#### Source material:
☆ ☆ ☆ ☆ ☆ ☆ ☆
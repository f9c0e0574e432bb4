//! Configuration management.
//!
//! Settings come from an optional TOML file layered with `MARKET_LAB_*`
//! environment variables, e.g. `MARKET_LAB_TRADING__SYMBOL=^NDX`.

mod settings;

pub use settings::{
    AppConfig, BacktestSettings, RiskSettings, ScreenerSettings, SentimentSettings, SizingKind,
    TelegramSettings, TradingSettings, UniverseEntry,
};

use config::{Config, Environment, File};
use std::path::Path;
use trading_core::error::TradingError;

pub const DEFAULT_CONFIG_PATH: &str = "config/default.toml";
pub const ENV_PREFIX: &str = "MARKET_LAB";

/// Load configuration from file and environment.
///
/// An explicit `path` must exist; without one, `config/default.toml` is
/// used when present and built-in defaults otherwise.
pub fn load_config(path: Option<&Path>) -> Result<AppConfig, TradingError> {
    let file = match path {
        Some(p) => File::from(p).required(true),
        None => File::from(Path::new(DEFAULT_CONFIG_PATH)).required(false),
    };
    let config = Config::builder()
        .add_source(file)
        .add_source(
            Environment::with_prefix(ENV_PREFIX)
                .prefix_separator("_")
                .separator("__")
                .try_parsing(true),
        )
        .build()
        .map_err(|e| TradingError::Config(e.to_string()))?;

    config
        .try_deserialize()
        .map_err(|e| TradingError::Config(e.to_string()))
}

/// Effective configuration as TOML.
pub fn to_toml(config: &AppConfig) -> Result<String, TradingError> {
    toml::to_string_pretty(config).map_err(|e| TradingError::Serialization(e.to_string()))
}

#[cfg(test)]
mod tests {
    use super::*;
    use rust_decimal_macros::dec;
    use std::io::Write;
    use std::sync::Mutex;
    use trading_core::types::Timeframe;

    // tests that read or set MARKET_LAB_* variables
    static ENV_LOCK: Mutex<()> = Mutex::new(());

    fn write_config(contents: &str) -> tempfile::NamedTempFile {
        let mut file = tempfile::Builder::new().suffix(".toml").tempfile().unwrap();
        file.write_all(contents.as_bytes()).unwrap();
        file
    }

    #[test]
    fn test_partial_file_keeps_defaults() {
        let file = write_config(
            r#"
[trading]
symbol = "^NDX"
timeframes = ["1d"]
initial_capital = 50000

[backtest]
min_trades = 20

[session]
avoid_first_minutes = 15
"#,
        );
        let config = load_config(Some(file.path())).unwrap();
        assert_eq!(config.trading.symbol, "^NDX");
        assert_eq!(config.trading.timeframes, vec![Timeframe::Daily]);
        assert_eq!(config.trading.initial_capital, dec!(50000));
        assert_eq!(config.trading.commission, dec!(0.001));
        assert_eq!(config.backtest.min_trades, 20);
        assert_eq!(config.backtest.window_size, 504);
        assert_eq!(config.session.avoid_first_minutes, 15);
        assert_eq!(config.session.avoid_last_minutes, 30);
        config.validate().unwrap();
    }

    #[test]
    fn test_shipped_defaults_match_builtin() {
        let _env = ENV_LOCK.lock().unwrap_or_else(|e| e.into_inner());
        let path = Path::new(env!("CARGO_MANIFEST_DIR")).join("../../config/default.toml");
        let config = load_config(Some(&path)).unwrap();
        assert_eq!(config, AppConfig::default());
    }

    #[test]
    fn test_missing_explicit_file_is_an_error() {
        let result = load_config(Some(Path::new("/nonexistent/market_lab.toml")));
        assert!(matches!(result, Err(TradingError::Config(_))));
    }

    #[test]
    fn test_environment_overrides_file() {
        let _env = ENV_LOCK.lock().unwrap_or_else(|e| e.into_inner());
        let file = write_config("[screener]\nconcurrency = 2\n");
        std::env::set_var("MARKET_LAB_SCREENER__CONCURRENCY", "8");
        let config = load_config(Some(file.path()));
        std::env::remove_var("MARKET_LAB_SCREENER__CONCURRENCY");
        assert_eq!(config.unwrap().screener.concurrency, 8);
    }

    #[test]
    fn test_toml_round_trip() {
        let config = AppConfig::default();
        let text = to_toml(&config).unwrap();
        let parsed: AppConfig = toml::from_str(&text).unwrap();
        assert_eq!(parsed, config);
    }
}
☆ ☆ ☆ ☆ ☆ ☆ ☆
#### What you have to do:
Transcribe the records in full, word for word.

#### Response to this exercise:
repository f9c0e0574e432bb4
//! Configuration management.
//!
//! Settings come from an optional TOML file layered with `MARKET_LAB_*`
//! environment variables, e.g. `MARKET_LAB_TRADING__SYMBOL=^NDX`.

mod settings;

pub use settings::{
    AppConfig, BacktestSettings, RiskSettings, ScreenerSettings, SentimentSettings, SizingKind,
    TelegramSettings, TradingSettings, UniverseEntry,
};

use config::{Config, Environment, File};
use std::path::Path;
use trading_core::error::TradingError;

pub const DEFAULT_CONFIG_PATH: &str = "config/default.toml";
pub const ENV_PREFIX: &str = "MARKET_LAB";

/// Load configuration from file and environment.
///
/// An explicit `path` must exist; without one, `config/default.toml` is
/// used when present and built-in defaults otherwise.
pub fn load_config(path: Option<&Path>) -> Result<AppConfig, TradingError> {
    let file = match path {
        Some(p) => File::from(p).required(true),
        None => File::from(Path::new(DEFAULT_CONFIG_PATH)).required(false),
    };
    let config = Config::builder()
        .add_source(file)
        .add_source(
            Environment::with_prefix(ENV_PREFIX)
                .prefix_separator("_")
                .separator("__")
                .try_parsing(true),
        )
        .build()
        .map_err(|e| TradingError::Config(e.to_string()))?;

    config
        .try_deserialize()
        .map_err(|e| TradingError::Config(e.to_string()))
}

/// Effective configuration as TOML.
pub fn to_toml(config: &AppConfig) -> Result<String, TradingError> {
    toml::to_string_pretty(config).map_err(|e| TradingError::Serialization(e.to_string()))
}

#[cfg(test)]
mod tests {
    use super::*;
    use rust_decimal_macros::dec;
    use std::io::Write;
    use std::sync::Mutex;
    use trading_core::types::Timeframe;

    // tests that read or set MARKET_LAB_* variables
    static ENV_LOCK: Mutex<()> = Mutex::new(());

    fn write_config(contents: &str) -> tempfile::NamedTempFile {
        let mut file = tempfile::Builder::new().suffix(".toml").tempfile().unwrap();
        file.write_all(contents.as_bytes()).unwrap();
        file
    }

    #[test]
    fn test_partial_file_keeps_defaults() {
        let file = write_config(
            r#"
[trading]
symbol = "^NDX"
timeframes = ["1d"]
initial_capital = 50000

[backtest]
min_trades = 20

[session]
avoid_first_minutes = 15
"#,
        );
        let config = load_config(Some(file.path())).unwrap();
        assert_eq!(config.trading.symbol, "^NDX");
        assert_eq!(config.trading.timeframes, vec![Timeframe::Daily]);
        assert_eq!(config.trading.initial_capital, dec!(50000));
        assert_eq!(config.trading.commission, dec!(0.001));
        assert_eq!(config.backtest.min_trades, 20);
        assert_eq!(config.backtest.window_size, 504);
        assert_eq!(config.session.avoid_first_minutes, 15);
        assert_eq!(config.session.avoid_last_minutes, 30);
        config.validate().unwrap();
    }

    #[test]
    fn test_shipped_defaults_match_builtin() {
        let _env = ENV_LOCK.lock().unwrap_or_else(|e| e.into_inner());
        let path = Path::new(env!("CARGO_MANIFEST_DIR")).join("../../config/default.toml");
        let config = load_config(Some(&path)).unwrap();
        assert_eq!(config, AppConfig::default());
    }

    #[test]
    fn test_missing_explicit_file_is_an_error() {
        let result = load_config(Some(Path::new("/nonexistent/market_lab.toml")));
        assert!(matches!(result, Err(TradingError::Config(_))));
    }

    #[test]
    fn test_environment_overrides_file() {
        let _env = ENV_LOCK.lock().unwrap_or_else(|e| e.into_inner());
        let file = write_config("[screener]\nconcurrency = 2\n");
        std::env::set_var("MARKET_LAB_SCREENER__CONCURRENCY", "8");
        let config = load_config(Some(file.path()));
        std::env::remove_var("MARKET_LAB_SCREENER__CONCURRENCY");
        assert_eq!(config.unwrap().screener.concurrency, 8);
    }

    #[test]
    fn test_toml_round_trip() {
        let config = AppConfig::default();
        let text = to_toml(&config).unwrap();
        let parsed: AppConfig = toml::from_str(&text).unwrap();
        assert_eq!(parsed, config);
    }
}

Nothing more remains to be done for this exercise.